Sasha's Kitchen: Wasabi-Crusted Tuna with Orange-Ginger Sauce





I have been meaning to try encrusting fish with wasabi powder for some time, since I have tried some delicious wasabi crusted fish at restaurants. I was originally considering using salmon, but I realized that the asian flair would work better with tuna (in my opinion anyhow). I decided to encrust the fish with a mixture of wasabi and Japanese style panko bread crumbs, which are the best kind of bread crumbs to use for just about anything. I paired the tuna with a carrot-ginger sauce, to which i also added a pinch of wasabi powder for a bit more intense flavor. This was a really rewarding meal - not that difficult to make, but a really spectacular culinary result that makes it sound much more involved than it actually was. I love the way the various Asian and American influences jive with the tuna in this dish. It was a great combination of flavors!

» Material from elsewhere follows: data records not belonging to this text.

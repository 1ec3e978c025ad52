//! Translation memory lookups for the active unit

use tracing::debug;

use super::EditorSession;
use crate::error::{EditorError, EditorResult};
use crate::model::UnitId;
use crate::server::{EditorApi, TmMatch};
use crate::text::{escape::fancy_escape, diff::render_diff};

/// How many TM candidates are shown
pub const MAX_TM_RESULTS: usize = 3;

/// Identifies one lookup; responses for an outdated ticket are dropped
#[derive(Debug, Clone, Copy, PartialEq, Eq)]
pub struct TmTicket {
    generation: u64,
    pub uid: UnitId,
}

#[derive(Debug, Clone, PartialEq)]
pub struct TmSuggestion {
    /// Source text of the stored translation
    pub source: String,
    /// Candidate source diffed against the unit's source
    pub source_diff: String,
    pub target: String,
    pub quality: f64,
    pub title: String,
    pub username: Option<String>,
}

pub fn filter_tm_results(source: &str, matches: Vec<TmMatch>) -> Vec<TmSuggestion> {
    matches
        .into_iter()
        .take(MAX_TM_RESULTS)
        .map(|m| TmSuggestion {
            source_diff: render_diff(source, &m.source),
            source: m.source,
            target: fancy_escape(&m.target),
            title: format!("{}% match", m.quality.round()),
            quality: m.quality,
            username: m.username,
        })
        .collect()
}

impl EditorSession {
    /// Starts a lookup for the active unit, invalidating any earlier one
    pub fn begin_tm_lookup(&mut self) -> EditorResult<TmTicket> {
        let uid = self.active_uid.ok_or(EditorError::NoActiveUnit)?;
        Ok(TmTicket {
            generation: self.bump_tm_generation(),
            uid,
        })
    }

    pub fn is_current(&self, ticket: &TmTicket) -> bool {
        ticket.generation == self.tm_generation() && self.active_uid == Some(ticket.uid)
    }

    /// Suggestions to show, or `None` when the response is stale or empty
    pub fn accept_tm_response(
        &self,
        ticket: &TmTicket,
        matches: Vec<TmMatch>,
    ) -> Option<Vec<TmSuggestion>> {
        if !self.is_current(ticket) {
            debug!("dropping stale TM response for unit {}", ticket.uid);
            return None;
        }
        if matches.is_empty() {
            return None;
        }
        let source = self.cache.unit(ticket.uid)?.source_text().to_string();
        Some(filter_tm_results(&source, matches))
    }

    /// Captures what a lookup needs, so the request can run while the session moves on
    pub fn prepare_tm_lookup(&mut self) -> EditorResult<TmRequest> {
        let ticket = self.begin_tm_lookup()?;
        let source = self
            .cache
            .unit(ticket.uid)
            .ok_or(EditorError::UnknownUnit(ticket.uid))?
            .source_text()
            .to_string();
        Ok(TmRequest {
            ticket,
            source_lang: self.meta.source_lang.clone(),
            target_lang: self.meta.target_lang.clone(),
            source,
        })
    }

    /// One lookup run to completion. Nothing else can touch the session meanwhile;
    /// interleaved callers use `prepare_tm_lookup`, `TmRequest::send` and
    /// `accept_tm_response`.
    pub async fn lookup_tm<A: EditorApi + ?Sized>(
        &mut self,
        api: &A,
    ) -> EditorResult<Option<Vec<TmSuggestion>>> {
        let request = self.prepare_tm_lookup()?;
        let matches = request.send(api).await?;
        Ok(self.accept_tm_response(&request.ticket, matches))
    }
}

/// A lookup detached from the session it was prepared on
#[derive(Debug, Clone, PartialEq, Eq)]
pub struct TmRequest {
    pub ticket: TmTicket,
    source_lang: String,
    target_lang: String,
    source: String,
}

impl TmRequest {
    pub fn source(&self) -> &str {
        &self.source
    }

    pub async fn send<A: EditorApi + ?Sized>(&self, api: &A) -> EditorResult<Vec<TmMatch>> {
        api.tm_lookup(&self.source_lang, &self.target_lang, &self.source)
            .await
    }
}

#[cfg(test)]
mod tests {
    use super::*;

    fn tm(source: &str, target: &str, quality: f64) -> TmMatch {
        TmMatch {
            source: source.to_string(),
            target: target.to_string(),
            quality,
            username: None,
        }
    }

    #[test]
    fn test_filter_keeps_top_three() {
        let results = filter_tm_results(
            "Open file",
            vec![
                tm("Open file", "Ouvrir le fichier", 100.0),
                tm("Open files", "Ouvrir les fichiers", 91.4),
                tm("Open", "Ouvrir", 70.6),
                tm("Close file", "Fermer le fichier", 60.0),
            ],
        );
        assert_eq!(results.len(), 3);
        assert_eq!(results[0].title, "100% match");
        assert_eq!(results[1].title, "91% match");
        assert_eq!(results[2].title, "71% match");
        assert_eq!(results[0].source_diff, "Open file");
        assert!(results[1].source_diff.contains(r#"<span class="diff-insert">s</span>"#));
    }

    #[test]
    fn test_target_is_escaped() {
        let results = filter_tm_results("a", vec![tm("a", "<b>x</b> & y", 50.0)]);
        assert!(results[0].target.contains("&amp;"));
        assert!(results[0].target.contains("highlight-html"));
    }

    #[test]
    fn test_stale_ticket_is_dropped() {
        let mut session = EditorSession::new();
        session.active_uid = Some(1);
        let first = session.begin_tm_lookup().unwrap();
        let second = session.begin_tm_lookup().unwrap();
        assert!(!session.is_current(&first));
        assert!(session.is_current(&second));

        session.active_uid = Some(2);
        assert!(!session.is_current(&second));
        assert!(session.accept_tm_response(&second, vec![tm("a", "b", 1.0)]).is_none());
    }

    #[test]
    fn test_lookup_requires_active_unit() {
        let mut session = EditorSession::new();
        assert!(matches!(
            session.begin_tm_lookup(),
            Err(EditorError::NoActiveUnit)
        ));
    }
}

Sasha's Wasabi Crusted Tuna with Orange Ginger Sauce & Paprika Potatoes


For the Tuna:
2 medium-sized tuna steaks (I used blue fin tuna)
1 T rice vinegar1 T wasabi powder
Panko breadcrumbs
1/4 tsp soy sauce
1 T water
1/2 T diced garlic

For the Sauce:
3 minced shallots
1 T minced ginger
2 T orange zest
1 cup dry white wine (cooking wine is fine)
1 cup orange juice
1/2 cup heavy cream
1 tsp soy sauce
1/2 tsp sesame oil
pinch of wasabi powder

For the Potatoes
New potatoes
sugar snap peas
2 T of paprika
1/4 cup orange juice



To prepare this dish, combine all of the ingredients for the fish marinade except for the panko and mix well. Coat the tuna steaks with this mixture, before dredging them on all sides so they are covered with the panko. Cook on a grill pan with some canola oil on both sides until they are cooked the way you like it (personally, I prefer mine to be medium), which depends on the thickness of the tuna steaks.

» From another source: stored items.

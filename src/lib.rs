#[macro_use]
extern crate rust_i18n;

pub mod components;
pub mod config;
pub mod dialogs;
pub mod error;
pub mod host;
pub mod utils;

// Initialize i18n
i18n!("locales", fallback = "en");
use chrono::{DateTime, Duration, Utc};
use rust_i18n::t;
use serde::{Deserialize, Serialize};

/// Someone invited to an event
#[derive(Debug, Clone, PartialEq, Eq, Serialize, Deserialize, Default)]
pub struct Attendee {
    pub email: String,
    pub display_name: Option<String>,
}

/// Provider-neutral calendar event
#[derive(Debug, Clone, PartialEq, Serialize, Deserialize, Default)]
pub struct CalendarEvent {
    pub id: String,
    pub title: String,
    pub start: DateTime<Utc>,
    pub end: DateTime<Utc>,
    /// Time zone the event was scheduled in
    pub time_zone: String,
    pub location: Option<String>,
    pub attendees: Vec<Attendee>,
    pub is_cancelled: bool,
    /// Join link for online meetings
    pub online_meeting_url: Option<String>,
    pub is_all_day: bool,
}

impl CalendarEvent {
    /// Length of the event in whole minutes
    pub fn duration_minutes(&self) -> i64 {
        (self.end - self.start).num_minutes().max(0)
    }

    /// Spoken form of the event length, e.g. "1 hour 30 minutes"
    pub fn to_duration_string(&self) -> String {
        if self.is_all_day {
            return t!("duration_all_day").to_string();
        }

        let minutes = self.duration_minutes();
        let (hours, minutes) = (minutes / 60, minutes % 60);
        match (hours, minutes) {
            (0, m) => t!("duration_minutes", minutes = m).to_string(),
            (h, 0) => t!("duration_hours", hours = h).to_string(),
            (h, m) => t!("duration_hours_minutes", hours = h, minutes = m).to_string(),
        }
    }

    /// Whether the title is mentioned in the given text
    pub fn is_mentioned_in(&self, text: &str) -> bool {
        let title = self.title.trim().to_lowercase();
        !title.is_empty() && text.to_lowercase().contains(&title)
    }
}

/// Slots collected while creating an event
#[derive(Debug, Clone, PartialEq, Serialize, Deserialize, Default)]
pub struct EventDraft {
    pub title: Option<String>,
    pub start: Option<DateTime<Utc>>,
    pub duration_minutes: Option<i64>,
    pub attendees: Option<Vec<String>>,
    pub location: Option<String>,
}

impl EventDraft {
    /// Turn the draft into a request once every required slot is filled
    pub fn to_new_event(&self, time_zone: &str) -> Option<NewEvent> {
        let title = self.title.clone()?;
        let start = self.start?;
        let duration = self.duration_minutes?;
        Some(NewEvent {
            title,
            start,
            end: start + Duration::minutes(duration),
            time_zone: time_zone.to_string(),
            attendees: self.attendees.clone().unwrap_or_default(),
            location: self.location.clone(),
        })
    }
}

/// Fully specified event to create at the provider
#[derive(Debug, Clone, PartialEq, Serialize, Deserialize)]
pub struct NewEvent {
    pub title: String,
    pub start: DateTime<Utc>,
    pub end: DateTime<Utc>,
    pub time_zone: String,
    pub attendees: Vec<String>,
    pub location: Option<String>,
}

impl NewEvent {
    /// Preview of the event before it exists at the provider
    pub fn preview(&self) -> CalendarEvent {
        CalendarEvent {
            id: String::new(),
            title: self.title.clone(),
            start: self.start,
            end: self.end,
            time_zone: self.time_zone.clone(),
            location: self.location.clone(),
            attendees: self
                .attendees
                .iter()
                .map(|email| Attendee {
                    email: email.clone(),
                    display_name: None,
                })
                .collect(),
            ..Default::default()
        }
    }
}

To make the sauce, combine the shallots, ginger and orange zest with a bit of olive or canola oil and cook until the shallots are soft over medium heat for a few minutes. Add the white wine and cook for about 5 minutes, allowing the wine to reduce (the alcohol will burn away). Add the orange juice and heavy cream and cook on low to medium heat, simmering, until the sauce is reduced and has thickened a bit (this isn't an incredibly thick sauce, as I did not want to use butter or cornstarch). When the sauce is done, add the sesame oil, soy sauce and wasabi to taste. The sesame oil is key - it adds another wonderful Asian flavor to this dish.

To make the potatoes, cut up some new potatoes and add to a pot with the sugar snap peas. Cook in some canola oil with plenty of paprika and a bit of orange juice until the potatoes are done - which could take about 25 minutes.